A Cyclic Analog to Digital Converter is illustrated in FIG. 5. The corresponding timing diagram for this configuration is shown in FIG. 6. In this embodiment a controller, such as a microcomputer 14, outputs a clock signal to a first sample and hold circuit 15. The output of the sample and hold 15 is coupled to the analog signal input terminal of the SYMAD cell 12. The reference signal V.sub.R, of the SYMAD cell 12, is the sum of V.sub.FS +V.sub.Z divided by two. The divide-by-two function is performed by the divide-by-two network 18. The zero reference V.sub.Z is coupled to ground, therefore V.sub.R =V.sub.FS /2. The "D" output of the SYMAD cell 12 is coupled to an input of the microcomputer 14. Upon the reception of this single bit from the "D" output port of the SYMAD cell 12, the microcomputer 14 emits a second clock pulse which is coupled to a second sample and hold circuit 17. The analog output of the SYMAD cell 12 is coupled to the input port of the second sample and hold circuit 17. The output of the sample and hold circuit 17 is coupled to one of the terminals of switch 19. The analog input signal is coupled to another input terminal of switch 19. The common terminal of switch 19 is coupled to the input of the first sample and hold circuit 15. The microcomputer 14 emits a switch control signal 20 that determines which signal, the output of sample and hold 17 or the analog input signal, is coupled into the input of sample and hold 15. The analog input signal is passed through the switch 19 to the input of the first sample and hold 15 at the beginning of the first conversion. The output of the second sample and hold 17 is passed through the switch 19 to the input of the first sample and hold 15 for successive conversions. This ADC configuration is very simple and, because of the low parts count, can be made extremely accurate. This ADC configuration is readily capable of performing 16 bit conversions or more. A sequencer, or any other device capable of producing the waveforms shown in FIG. 6, can be substituted for the microcomputer.

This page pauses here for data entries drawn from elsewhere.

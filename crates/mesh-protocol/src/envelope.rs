//! # 规范化信封
//!
//! ## 核心意图（Why）
//! - 所有协议族的转换器都产出/消费同一种内存表示，生产/消费组与连接器只需理解它；
//! - 线路格式中无法显式建模的元数据全部落入 `extensions`，保证往返无损。
//!
//! ## 字段契约（What）
//! - `id`：不透明标识，缺省时以 UUID v4 生成；
//! - `topic`：目的主题，必填且非空；
//! - `content` + `content_type`：原始载荷字节及其类型；
//! - `sequence_number` / `unique_id`：缺省时伪造为 30 位数字串（见 [`crate::ids`]），**不是**真实序列；
//! - `time_to_live`：字符串形式的毫秒数，缺省为 [`DEFAULT_TTL`](crate::constants::DEFAULT_TTL)；
//! - `extensions`：键唯一、与顺序无关的字符串映射；
//! - `header`：入站时附带的请求头，按逻辑请求共享，不参与持久化。

use std::{collections::BTreeMap, sync::Arc};

use bytes::Bytes;

use crate::{constants, header::RequestHeader, ids};

/// 协议无关的事件信封。
#[derive(Clone, Debug, PartialEq, Eq)]
pub struct Envelope {
    pub id: String,
    pub topic: String,
    pub content: Bytes,
    pub content_type: String,
    pub sequence_number: String,
    pub unique_id: String,
    pub time_to_live: String,
    pub extensions: BTreeMap<String, String>,
    pub header: Option<Arc<RequestHeader>>,
}

impl Envelope {
    /// 以主题与载荷构造信封，其余字段取默认或伪造值。
    ///
    /// # 教案式注释
    /// - **后置条件**：`id` 为新 UUID，`sequence_number`/`unique_id` 为新伪造值，
    ///   `time_to_live` 为默认 TTL，`content_type` 为 `text/plain`，扩展为空。
    pub fn new(topic: impl Into<String>, content: impl Into<Bytes>) -> Self {
        Self {
            id: uuid::Uuid::new_v4().to_string(),
            topic: topic.into(),
            content: content.into(),
            content_type: constants::CONTENT_TYPE_TEXT.to_owned(),
            sequence_number: ids::fabricate_id(),
            unique_id: ids::fabricate_id(),
            time_to_live: constants::DEFAULT_TTL.to_owned(),
            extensions: BTreeMap::new(),
            header: None,
        }
    }

    /// 替换内容类型。
    pub fn with_content_type(mut self, content_type: impl Into<String>) -> Self {
        self.content_type = content_type.into();
        self
    }

    /// 显式指定业务序列号。
    pub fn with_sequence_number(mut self, sequence_number: impl Into<String>) -> Self {
        self.sequence_number = sequence_number.into();
        self
    }

    /// 显式指定投递去重键。
    pub fn with_unique_id(mut self, unique_id: impl Into<String>) -> Self {
        self.unique_id = unique_id.into();
        self
    }

    /// 显式指定 TTL。
    pub fn with_time_to_live(mut self, ttl: impl Into<String>) -> Self {
        self.time_to_live = ttl.into();
        self
    }

    /// 追加或覆盖一个扩展键。
    pub fn with_extension(mut self, key: impl Into<String>, value: impl Into<String>) -> Self {
        self.extensions.insert(key.into(), value.into());
        self
    }

    /// 附着请求头。
    pub fn with_header(mut self, header: Arc<RequestHeader>) -> Self {
        self.header = Some(header);
        self
    }

    /// 读取扩展值。
    pub fn extension(&self, key: &str) -> Option<&str> {
        self.extensions.get(key).map(String::as_str)
    }

    /// 载荷是否为空。连接器据此对失败进行粗粒度归类。
    pub fn has_payload(&self) -> bool {
        !self.content.is_empty()
    }

    /// 载荷的 UTF-8 视图。
    pub fn content_str(&self) -> Option<&str> {
        std::str::from_utf8(&self.content).ok()
    }
}
//! # standalone：进程内连接器
//!
//! ## 意图（Why）
//! - 不依赖外部消息系统即可跑通完整链路，供开发、单机部署与测试使用；
//! - 多个组的连接器共享同一个 [`StandaloneBroker`]，生产组投递的消息可被同进程的消费侧订阅。
//!
//! ## 契约（What）
//! - 每个主题一条 `broadcast` 通道加一段有界的保留日志；无订阅者时消息仅进入日志；
//! - 请求-应答以请求的 `sequence_number` 为关联键，回复经 [`Connector::reply`] 投递；
//!   没有等待者的回复按普通消息发布到其主题；
//! - 连接器关闭时，以投递错误结束它名下全部未完成的请求。
//!
//! ## 风险（Trade-offs）
//! - 订阅者消费过慢时 `broadcast` 会丢弃最旧的消息，订阅端收到 `Lagged`；
//! - 保留日志按条数截断，不做持久化。

use std::{
    collections::VecDeque,
    sync::{
        Arc,
        atomic::{AtomicU64, Ordering},
    },
    time::Duration,
};

use async_trait::async_trait;
use dashmap::DashMap;
use mesh_protocol::Envelope;
use parking_lot::Mutex;
use tokio::sync::{broadcast, oneshot};
use tracing::{debug, info};

use crate::{
    error::{ConnectorFailureKind, MeshError},
    group::LifecycleState,
};

use super::{Connector, ConnectorFactory, ConnectorProperties, SendReceipt};

/// 插件标识。
pub const PLUGIN: &str = "standalone";

/// 每个主题保留的消息条数，同时作为广播通道容量。
pub const TOPIC_RETENTION: usize = 1024;

type ReplySender = oneshot::Sender<Result<Envelope, MeshError>>;

struct TopicChannel {
    sender: broadcast::Sender<Envelope>,
    log: Mutex<VecDeque<Envelope>>,
}

impl TopicChannel {
    fn new() -> Self {
        let (sender, _) = broadcast::channel(TOPIC_RETENTION);
        Self {
            sender,
            log: Mutex::new(VecDeque::with_capacity(16)),
        }
    }
}

struct PendingRequest {
    owner: u64,
    request: Envelope,
    reply: ReplySender,
}

/// 进程内代理：主题通道、保留日志与等待回复的请求表。
#[derive(Default)]
pub struct StandaloneBroker {
    topics: DashMap<String, Arc<TopicChannel>>,
    pending: DashMap<String, PendingRequest>,
    next_owner: AtomicU64,
}

impl StandaloneBroker {
    pub fn new() -> Self {
        Self::default()
    }

    /// 订阅主题；只会收到订阅之后发布的消息。
    pub fn subscribe(&self, topic: &str) -> broadcast::Receiver<Envelope> {
        self.channel(topic).sender.subscribe()
    }

    /// 主题保留日志的快照，按发布顺序排列。
    pub fn retained(&self, topic: &str) -> Vec<Envelope> {
        self.topics
            .get(topic)
            .map(|channel| channel.log.lock().iter().cloned().collect())
            .unwrap_or_default()
    }

    /// 仍在等待回复的请求数。
    pub fn outstanding_requests(&self) -> usize {
        self.pending.len()
    }

    fn channel(&self, topic: &str) -> Arc<TopicChannel> {
        if let Some(channel) = self.topics.get(topic) {
            return Arc::clone(channel.value());
        }
        Arc::clone(
            self.topics
                .entry(topic.to_owned())
                .or_insert_with(|| Arc::new(TopicChannel::new()))
                .value(),
        )
    }

    fn publish(&self, envelope: Envelope) -> SendReceipt {
        let receipt = SendReceipt::for_envelope(&envelope);
        let channel = self.channel(&envelope.topic);
        {
            let mut log = channel.log.lock();
            if log.len() == TOPIC_RETENTION {
                log.pop_front();
            }
            log.push_back(envelope.clone());
        }
        // 没有订阅者时 send 返回错误，消息仍留在日志中。
        let receivers = channel.sender.send(envelope).unwrap_or(0);
        debug!(topic = %receipt.topic, message_id = %receipt.message_id, receivers, "published");
        receipt
    }

    fn register(
        &self,
        owner: u64,
        request: &Envelope,
    ) -> Result<oneshot::Receiver<Result<Envelope, MeshError>>, MeshError> {
        let (tx, rx) = oneshot::channel();
        match self.pending.entry(request.sequence_number.clone()) {
            dashmap::mapref::entry::Entry::Occupied(_) => Err(MeshError::invalid_argument(format!(
                "a request with sequence number `{}` is already outstanding",
                request.sequence_number
            ))),
            dashmap::mapref::entry::Entry::Vacant(slot) => {
                slot.insert(PendingRequest {
                    owner,
                    request: request.clone(),
                    reply: tx,
                });
                Ok(rx)
            }
        }
    }

    fn complete(&self, reply: Envelope) -> SendReceipt {
        match self.pending.remove(&reply.sequence_number) {
            Some((_, pending)) => {
                let receipt = SendReceipt::for_envelope(&reply);
                // 等待者可能已超时离开。
                let _ = pending.reply.send(Ok(reply));
                receipt
            }
            None => self.publish(reply),
        }
    }

    fn forget(&self, key: &str, owner: u64) {
        self.pending.remove_if(key, |_, pending| pending.owner == owner);
    }

    fn fail_owned_by(&self, owner: u64) -> usize {
        let keys: Vec<String> = self
            .pending
            .iter()
            .filter(|entry| entry.value().owner == owner)
            .map(|entry| entry.key().clone())
            .collect();
        let mut failed = 0;
        for key in keys {
            if let Some((_, pending)) = self.pending.remove_if(&key, |_, p| p.owner == owner) {
                let err = MeshError::classify(
                    Some(&pending.request),
                    "connector shut down while the request was outstanding",
                );
                let _ = pending.reply.send(Err(err));
                failed += 1;
            }
        }
        failed
    }
}

/// 移除超时或被取消的等待项。
struct PendingGuard<'a> {
    broker: &'a StandaloneBroker,
    key: String,
    owner: u64,
}

impl Drop for PendingGuard<'_> {
    fn drop(&mut self) {
        self.broker.forget(&self.key, self.owner);
    }
}

struct State {
    phase: LifecycleState,
    group: String,
}

/// 基于 [`StandaloneBroker`] 的连接器实例。
pub struct StandaloneConnector {
    id: u64,
    broker: Arc<StandaloneBroker>,
    state: Mutex<State>,
}

impl StandaloneConnector {
    pub fn new(broker: Arc<StandaloneBroker>) -> Self {
        let id = broker.next_owner.fetch_add(1, Ordering::Relaxed);
        Self {
            id,
            broker,
            state: Mutex::new(State {
                phase: LifecycleState::Uninitialized,
                group: String::new(),
            }),
        }
    }

    /// 共享同一代理的连接器工厂。
    pub fn factory(broker: Arc<StandaloneBroker>) -> ConnectorFactory {
        Arc::new(move || Arc::new(StandaloneConnector::new(Arc::clone(&broker))) as Arc<dyn Connector>)
    }

    pub fn broker(&self) -> &Arc<StandaloneBroker> {
        &self.broker
    }

    fn ensure_started(&self, operation: &'static str) -> Result<(), MeshError> {
        self.while_started(operation, || Ok(()))
    }

    /// 在持有状态锁、确认已启动的前提下执行 `action`，与 `shutdown` 的状态切换互斥。
    fn while_started<T>(
        &self,
        operation: &'static str,
        action: impl FnOnce() -> Result<T, MeshError>,
    ) -> Result<T, MeshError> {
        let state = self.state.lock();
        if state.phase == LifecycleState::Started {
            action()
        } else {
            Err(MeshError::lifecycle(&state.group, operation, state.phase))
        }
    }
}

#[async_trait]
impl Connector for StandaloneConnector {
    fn plugin(&self) -> &str {
        PLUGIN
    }

    async fn initialize(&self, properties: &ConnectorProperties) -> Result<(), MeshError> {
        let mut state = self.state.lock();
        if state.phase == LifecycleState::Uninitialized {
            state.group = properties.group.clone();
            state.phase = LifecycleState::Initialized;
            info!(group = %properties.group, instance = %properties.instance_id, "standalone connector initialized");
        }
        Ok(())
    }

    async fn start(&self) -> Result<(), MeshError> {
        let mut state = self.state.lock();
        match state.phase {
            LifecycleState::Uninitialized => {
                Err(MeshError::lifecycle(&state.group, "start", state.phase))
            }
            LifecycleState::Initialized => {
                state.phase = LifecycleState::Started;
                Ok(())
            }
            LifecycleState::Started => Ok(()),
        }
    }

    async fn shutdown(&self) -> Result<(), MeshError> {
        let group = {
            let mut state = self.state.lock();
            if state.phase == LifecycleState::Uninitialized {
                return Ok(());
            }
            state.phase = LifecycleState::Uninitialized;
            state.group.clone()
        };
        let failed = self.broker.fail_owned_by(self.id);
        info!(%group, failed_requests = failed, "standalone connector shut down");
        Ok(())
    }

    async fn send(&self, envelope: Envelope) -> Result<SendReceipt, MeshError> {
        self.ensure_started("send")?;
        Ok(self.broker.publish(envelope))
    }

    async fn request_reply(
        &self,
        envelope: Envelope,
        timeout: Duration,
    ) -> Result<Envelope, MeshError> {
        self.ensure_started("request_reply")?;
        if envelope.sequence_number.is_empty() {
            return Err(MeshError::invalid_argument(
                "request-reply needs a sequence number to correlate the reply",
            ));
        }

        // 登记必须发生在已启动状态内，否则关闭时的清扫可能错过这条请求。
        let rx = self.while_started("request_reply", || self.broker.register(self.id, &envelope))?;
        let _guard = PendingGuard {
            broker: &self.broker,
            key: envelope.sequence_number.clone(),
            owner: self.id,
        };
        self.broker.publish(envelope);

        match tokio::time::timeout(timeout, rx).await {
            Ok(Ok(result)) => result,
            Ok(Err(_)) => Err(MeshError::connector(
                ConnectorFailureKind::Unclassified,
                "reply channel closed before a reply arrived",
            )),
            Err(_) => Err(MeshError::Timeout { timeout }),
        }
    }

    async fn reply(&self, envelope: Envelope) -> Result<SendReceipt, MeshError> {
        self.ensure_started("reply")?;
        Ok(self.broker.complete(envelope))
    }

    async fn batch_send(&self, envelopes: Vec<Envelope>) -> Result<Vec<SendReceipt>, MeshError> {
        self.ensure_started("batch_send")?;
        Ok(envelopes
            .into_iter()
            .map(|envelope| self.broker.publish(envelope))
            .collect())
    }
}
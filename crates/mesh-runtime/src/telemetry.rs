//! 日志初始化。
//!
//! - **意图 (Why)**：二进制入口与嵌入方共用一套 `fmt + EnvFilter` 组合，过滤规则优先读取 `RUST_LOG`；
//! - **契约 (What)**：每个进程只能安装一次，重复调用返回 [`TelemetryError::AlreadyInstalled`]，不会 panic；
//!   外部已设置全局 Subscriber 时返回 [`TelemetryError::SetGlobalSubscriber`]。

use std::sync::atomic::{AtomicBool, Ordering};

use thiserror::Error;
use tracing_subscriber::EnvFilter;

static INSTALLED: AtomicBool = AtomicBool::new(false);

#[derive(Debug, Error)]
pub enum TelemetryError {
    #[error("tracing subscriber is already installed")]
    AlreadyInstalled,
    #[error("failed to set the global tracing subscriber: {0}")]
    SetGlobalSubscriber(#[from] tracing::subscriber::SetGlobalDefaultError),
}

/// 安装全局 `tracing` Subscriber。`default_directive` 在 `RUST_LOG` 缺失或非法时生效，例如 `"info"`。
pub fn init_tracing(default_directive: &str) -> Result<(), TelemetryError> {
    if INSTALLED.swap(true, Ordering::SeqCst) {
        return Err(TelemetryError::AlreadyInstalled);
    }
    let subscriber = tracing_subscriber::fmt()
        .with_env_filter(build_env_filter(default_directive))
        .with_target(true)
        .finish();
    tracing::subscriber::set_global_default(subscriber)?;
    Ok(())
}

fn build_env_filter(default_directive: &str) -> EnvFilter {
    let configured = std::env::var(EnvFilter::DEFAULT_ENV).ok();
    parse_filter(configured.as_deref(), default_directive)
}

/// 空白或无法解析的配置回退到默认指令。
fn parse_filter(configured: Option<&str>, default_directive: &str) -> EnvFilter {
    configured
        .filter(|directives| !directives.trim().is_empty())
        .and_then(|directives| EnvFilter::try_new(directives).ok())
        .unwrap_or_else(|| EnvFilter::new(default_directive))
}

#[cfg(test)]
mod tests {
    use super::*;

    #[test]
    fn second_install_is_rejected() {
        // 只翻转安装标记，不触碰全局 Subscriber，以免干扰同进程内捕获日志的测试。
        INSTALLED.store(true, Ordering::SeqCst);
        assert!(matches!(
            init_tracing("debug"),
            Err(TelemetryError::AlreadyInstalled)
        ));
    }

    #[test]
    fn configured_directives_take_precedence() {
        assert_eq!(parse_filter(Some("warn"), "debug").to_string(), "warn");
    }

    #[test]
    fn missing_or_invalid_directives_fall_back_to_default() {
        assert_eq!(
            parse_filter(None, "mesh_runtime=debug").to_string(),
            "mesh_runtime=debug"
        );
        assert_eq!(parse_filter(Some("  "), "info").to_string(), "info");
        assert_eq!(parse_filter(Some("mesh_runtime=loud"), "info").to_string(), "info");
    }
}
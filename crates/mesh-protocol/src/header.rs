//! # 请求头
//!
//! ## 意图（Why）
//! - 环境、机房、子系统、调用方 IP/PID、凭据与协议声明属于“每次逻辑请求一次”的上下文，
//!   不随消息持久化；批量消息的全部条目共享同一份请求头。
//!
//! ## 契约（What）
//! - [`RequestHeader::build`] 对缺失的客户端身份不报错：所有身份字段取空串，
//!   协议版本取最新的 CloudEvents 规范版本，协议描述取传输名称；
//! - 本机地址在首次使用时探测并缓存，探测失败回落到回环地址。

use std::{
    fmt,
    net::{IpAddr, Ipv4Addr, UdpSocket},
    sync::OnceLock,
};

use serde::{Deserialize, Serialize};

use crate::cloudevents::SpecVersion;

/// 网格前端的传输种类。
#[derive(Clone, Copy, Debug, Eq, Hash, PartialEq, Serialize, Deserialize)]
#[serde(rename_all = "lowercase")]
pub enum Transport {
    Http,
    Grpc,
    Tcp,
}

impl Transport {
    /// 传输名称，即请求头中的 `protocol_desc`。
    pub const fn as_str(self) -> &'static str {
        match self {
            Transport::Http => "http",
            Transport::Grpc => "grpc",
            Transport::Tcp => "tcp",
        }
    }
}

impl fmt::Display for Transport {
    fn fmt(&self, f: &mut fmt::Formatter<'_>) -> fmt::Result {
        f.write_str(self.as_str())
    }
}

/// 构造请求头所需的客户端身份。
///
/// # 教案式说明
/// - **意图 (Why)**：把配置来源（客户端配置或网格运行时配置）与请求头解耦，转换器只关心字段值；
/// - **契约 (What)**：字段均为拥有所有权的字符串，空串表示未配置；
/// - **风险 (Trade-offs)**：口令以明文保存在内存中，`Debug` 输出会将其遮蔽。
#[derive(Clone, Default, Eq, PartialEq, Serialize, Deserialize)]
pub struct ClientIdentity {
    pub env: String,
    pub idc: String,
    pub sys: String,
    pub language: String,
    pub username: String,
    pub password: String,
    pub group: String,
}

impl fmt::Debug for ClientIdentity {
    fn fmt(&self, f: &mut fmt::Formatter<'_>) -> fmt::Result {
        f.debug_struct("ClientIdentity")
            .field("env", &self.env)
            .field("idc", &self.idc)
            .field("sys", &self.sys)
            .field("language", &self.language)
            .field("username", &self.username)
            .field("password", &"***")
            .field("group", &self.group)
            .finish()
    }
}

/// 附着于单次调用的请求头。
#[derive(Clone, Debug, Default, Eq, PartialEq, Serialize, Deserialize)]
#[serde(rename_all = "camelCase")]
pub struct RequestHeader {
    pub env: String,
    pub idc: String,
    pub sys: String,
    pub ip: String,
    pub pid: String,
    pub language: String,
    pub username: String,
    pub password: String,
    pub protocol_type: String,
    pub protocol_desc: String,
    pub protocol_version: String,
    pub group: String,
}

impl RequestHeader {
    /// 由客户端身份构造请求头。
    ///
    /// # 教案式注释
    /// - **契约 (What)**：
    ///   - `identity`：可缺省；缺省时身份相关字段均为空串，调用不会失败；
    ///   - `protocol_type`：声明的协议族名称，例如 `cloudevents`；
    ///   - `transport`：决定 `protocol_desc`；
    ///   - **后置条件**：`protocol_version` 恒为 [`SpecVersion::LATEST`]，`ip`/`pid` 取当前进程。
    pub fn build(
        identity: Option<&ClientIdentity>,
        protocol_type: &str,
        transport: Transport,
    ) -> Self {
        let identity = identity.cloned().unwrap_or_default();
        Self {
            env: identity.env,
            idc: identity.idc,
            sys: identity.sys,
            ip: local_address().to_string(),
            pid: std::process::id().to_string(),
            language: if identity.language.is_empty() {
                DEFAULT_LANGUAGE.to_owned()
            } else {
                identity.language
            },
            username: identity.username,
            password: identity.password,
            protocol_type: protocol_type.to_owned(),
            protocol_desc: transport.as_str().to_owned(),
            protocol_version: SpecVersion::LATEST.as_str().to_owned(),
            group: identity.group,
        }
    }
}

/// 未配置语言标签时写入请求头的默认值。
pub const DEFAULT_LANGUAGE: &str = "RUST";

/// 当前主机的出口地址。
///
/// 通过对外部地址执行无数据的 UDP `connect` 让内核选路，不会真正发送报文；结果进程内缓存。
pub fn local_address() -> IpAddr {
    static LOCAL: OnceLock<IpAddr> = OnceLock::new();
    *LOCAL.get_or_init(|| probe_local_address().unwrap_or(IpAddr::V4(Ipv4Addr::LOCALHOST)))
}

fn probe_local_address() -> Option<IpAddr> {
    let socket = UdpSocket::bind((Ipv4Addr::UNSPECIFIED, 0)).ok()?;
    socket.connect((Ipv4Addr::new(192, 0, 2, 1), 9)).ok()?;
    socket.local_addr().ok().map(|addr| addr.ip())
}

#[cfg(test)]
mod tests {
    use super::*;

    #[test]
    fn missing_identity_yields_defaults() {
        let header = RequestHeader::build(None, "cloudevents", Transport::Grpc);
        assert_eq!(header.protocol_version, "1.0");
        assert_eq!(header.protocol_desc, "grpc");
        assert_eq!(header.protocol_type, "cloudevents");
        assert!(header.env.is_empty());
        assert_eq!(header.pid, std::process::id().to_string());
    }

    #[test]
    fn identity_fields_are_copied() {
        let identity = ClientIdentity {
            env: "PRD".into(),
            idc: "FT".into(),
            sys: "0101".into(),
            language: "JAVA".into(),
            username: "mesh".into(),
            password: "secret".into(),
            group: "pg".into(),
        };
        let header = RequestHeader::build(Some(&identity), "eventmeshmessage", Transport::Http);
        assert_eq!(header.idc, "FT");
        assert_eq!(header.language, "JAVA");
        assert_eq!(header.group, "pg");
        assert_eq!(header.protocol_desc, "http");
        assert!(!format!("{identity:?}").contains("secret"));
    }
}
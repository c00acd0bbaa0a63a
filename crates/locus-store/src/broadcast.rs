//! Zenoh broadcast store.
//!
//! Publishes each record's canonical JSON to `<topic>/<LOCATION_CODE>` so
//! downstream consumers can subscribe to one location or, with `<topic>/**`,
//! to all of them. Nothing is retained, so `get` always reports absence.

use async_trait::async_trait;
use locus_core::{Location, Record, Store, StoreError, codec};
use std::fmt;
use tokio::sync::Mutex;
use tracing::{debug, info, instrument, warn};
use zenoh::Session;
use zenoh::bytes::Encoding;

/// Default topic prefix for published records.
pub const DEFAULT_TOPIC: &str = "locus/records";

/// Store that publishes records to a zenoh topic.
///
/// The session is opened by [`Store::open`] or, failing that, on the first
/// `save`, and released by [`Store::close`]. Saves share the session behind an
/// async mutex, so concurrent callers publish one at a time.
pub struct ZenohStore {
    topic: String,
    endpoint: Option<String>,
    session: Mutex<Option<Session>>,
}

impl fmt::Debug for ZenohStore {
    fn fmt(&self, f: &mut fmt::Formatter<'_>) -> fmt::Result {
        f.debug_struct("ZenohStore")
            .field("topic", &self.topic)
            .field("endpoint", &self.endpoint)
            .field(
                "connected",
                &self.session.try_lock().map(|s| s.is_some()).unwrap_or(true),
            )
            .finish()
    }
}

impl ZenohStore {
    /// Create a store publishing under `topic`, using zenoh's default peer
    /// discovery.
    #[must_use]
    pub fn new(topic: impl Into<String>) -> Self {
        Self {
            topic: topic.into().trim_end_matches('/').to_string(),
            endpoint: None,
            session: Mutex::new(None),
        }
    }

    /// Connect to an explicit endpoint (e.g. `tcp/127.0.0.1:7447`).
    #[must_use]
    pub fn with_endpoint(mut self, endpoint: impl Into<String>) -> Self {
        self.endpoint = Some(endpoint.into());
        self
    }

    /// The topic prefix records are published under.
    #[must_use]
    pub fn topic(&self) -> &str {
        &self.topic
    }

    /// Key expression a record for `location` is published on.
    #[must_use]
    pub fn key_for(&self, location: &Location) -> String {
        format!("{}/{}", self.topic, location.code())
    }

    fn config(&self) -> Result<zenoh::Config, StoreError> {
        let mut config = zenoh::Config::default();
        if let Some(endpoint) = &self.endpoint {
            config
                .insert_json5("connect/endpoints", &format!("[\"{endpoint}\"]"))
                .map_err(|e| StoreError::Connection(format!("invalid endpoint: {e}")))?;
        }
        Ok(config)
    }

    async fn connect(&self) -> Result<Session, StoreError> {
        let session = zenoh::open(self.config()?)
            .await
            .map_err(|e| StoreError::Connection(e.to_string()))?;
        info!(topic = %self.topic, "Zenoh session opened");
        Ok(session)
    }
}

#[async_trait]
impl Store for ZenohStore {
    fn name(&self) -> &str {
        "zenoh"
    }

    #[instrument(skip(self, _locations))]
    async fn open(&self, _locations: &[Location]) -> Result<(), StoreError> {
        let mut session = self.session.lock().await;
        if session.is_none() {
            *session = Some(self.connect().await?);
        }
        Ok(())
    }

    #[instrument(skip(self, record), fields(location = %record.location().code()))]
    async fn save(&self, record: Record) -> Result<(), StoreError> {
        let payload = codec::encode(&record)?;
        let key = self.key_for(record.location());

        let mut guard = self.session.lock().await;
        if guard.is_none() {
            debug!("Opening zenoh session on first publish");
            *guard = Some(self.connect().await?);
        }
        let session = guard
            .as_ref()
            .ok_or_else(|| StoreError::NotOpen(self.name().to_string()))?;

        session
            .put(key.as_str(), payload)
            .encoding(Encoding::APPLICATION_JSON)
            .await
            .map_err(|e| StoreError::Write(e.to_string()))?;

        debug!(key = %key, "Published record");
        Ok(())
    }

    #[instrument(skip(self))]
    async fn close(&self) -> Result<(), StoreError> {
        let session = self.session.lock().await.take();
        if let Some(session) = session {
            if let Err(e) = session.close().await {
                warn!(error = %e, "Failed to close zenoh session cleanly");
                return Err(StoreError::Connection(e.to_string()));
            }
            info!(topic = %self.topic, "Zenoh session closed");
        }
        Ok(())
    }
}
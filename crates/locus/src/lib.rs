#![doc = include_str!("../README.md")]
#![doc(issue_tracker_base_url = "https://github.com/locus-rs/locus/issues/")]
#![cfg_attr(docsrs, feature(doc_cfg, doc_auto_cfg))]
#![warn(missing_docs)]
#![forbid(unsafe_code)]

//! Periodic, location-scoped data collection.
//!
//! This crate wires providers and stores together. It re-exports the core
//! types, the store backends and the enabled providers, and adds the
//! [`Collector`] (one pass over every location) and the [`Scheduler`]
//! (fixed-rate, non-overlapping cycles).
//!
//! # Example
//!
//! ```rust,ignore
//! use std::sync::Arc;
//! use locus::{Collector, OpenWeatherProvider, Scheduler, SqliteStore, config};
//!
//! #[tokio::main]
//! async fn main() -> anyhow::Result<()> {
//!     let locations = config::default_locations()?;
//!     let store = Arc::new(SqliteStore::new("weather.db"));
//!     store.open(&locations).await?;
//!
//!     let collector = Collector::new(
//!         locations,
//!         Arc::new(OpenWeatherProvider::new("api_key")),
//!         store.clone(),
//!     );
//!     let report = collector.run_cycle().await;
//!     println!("saved {} records", report.saved());
//!
//!     store.close().await?;
//!     Ok(())
//! }
//! ```

// Core types and traits
pub use locus_core::*;

// Store backends
pub use locus_store::{InMemoryStore, NoopStore, SqliteStore, ZenohStore};

// Providers
#[cfg(feature = "airbnb")]
pub use locus_airbnb::AirbnbProvider;
#[cfg(feature = "openweather")]
pub use locus_openweather::OpenWeatherProvider;

pub mod cli;
pub mod collector;
pub mod config;
pub mod logging;
pub mod scheduler;

pub use collector::{Collector, CycleError, CycleReport, LocationOutcome, run_cycle};
pub use config::ConfigError;
pub use scheduler::{DEFAULT_PERIOD, ScheduledJob, Scheduler, SchedulerFault, SchedulerStats};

Referring to FIG. 6, the rising edge of clock 2 appears at a time S+C after the rising edge of clock 1, where S=settling time of a sample and hold circuit; and where c=analog settling time of the SYMAD cell.
In FIG. 6, the analog input signal, after being processed by the sample and hold, settles at point A. Tsc is the comparator settling time, Tsw is the switching time, and Tso is the op-amp settling time. The analog output signal settles at point B. Tsc is the comparator settling time, Tsw is the switching time and Tso is the op-amp settling time.
Conversion times of one microsecond per bit or faster are achieved if high speed analog parts (operational amplifier and sample and hold) are utilized. Conversion times of one microsecond per bit enable the ADC to make 60,000 16-bit conversions per second. This conversion rate is suitable for use in compact disk recorders and other applications requiring high speed continuous conversions. Beneficially, this embodiment provides a high speed ADC that requires but a single cell. As a result, increased accuracy is obtained because of a reduction in the overall parts count relative to a comparable n-bit converter having n-cells.
During operation, microcomputer 14 accumulates the successive digital outputs for each conversion to any desired number of bits of resolution.
FIG. 7A illustrates a cyclic ADC employing chopper stabilization. Two chopper stabilized ADCs are used in such a manner that while one is converting a sampled analog signal into a digital output, the other ADC is in a zeroing mode. On a first clock pulse, an analog input signal is sampled, thus beginning the conversion process. For all remaining clock pulses, until the desired output bit resolution is achieved, the remaining conversions are made on the analog output signal from the SYMAD cell that is fed back into the circuit. In the conversion mode, one of the input terminals of SPDT switch 98 is coupled to the analog input signal. This is accomplished by microcomputer 14 emitting a logic one signal on Input/Feedback line 100. The analog input signal passes through Switch 98 and is coupled to an input terminal of SPDT switch 96. A logic one emitted by microcomputer 14 on the Convert/Zero line, which is coupled to the control terminal of switch 96, causes the analog signal to pass to the summing circuit 94. The summing circuit 94 subtracts an offset voltage, produced by the integrator 95, from the analog signal. The resulting signal is coupled to the input of sample and hold 93. The sampled analog signal at the output of sample and hold 93 is then coupled to the input of sample and hold 91. The output of sample and hold 91 is then coupled to the analog input of the SYMAD cell 12. The reference voltage V.sub.R applied to the SYMAD cell 12 is expressed as:
V.sub.R =(V.sub.FS +V.sub.Z)/2,
where V.sub.Z is the zero reference voltage and V.sub.FS is the full scale voltage.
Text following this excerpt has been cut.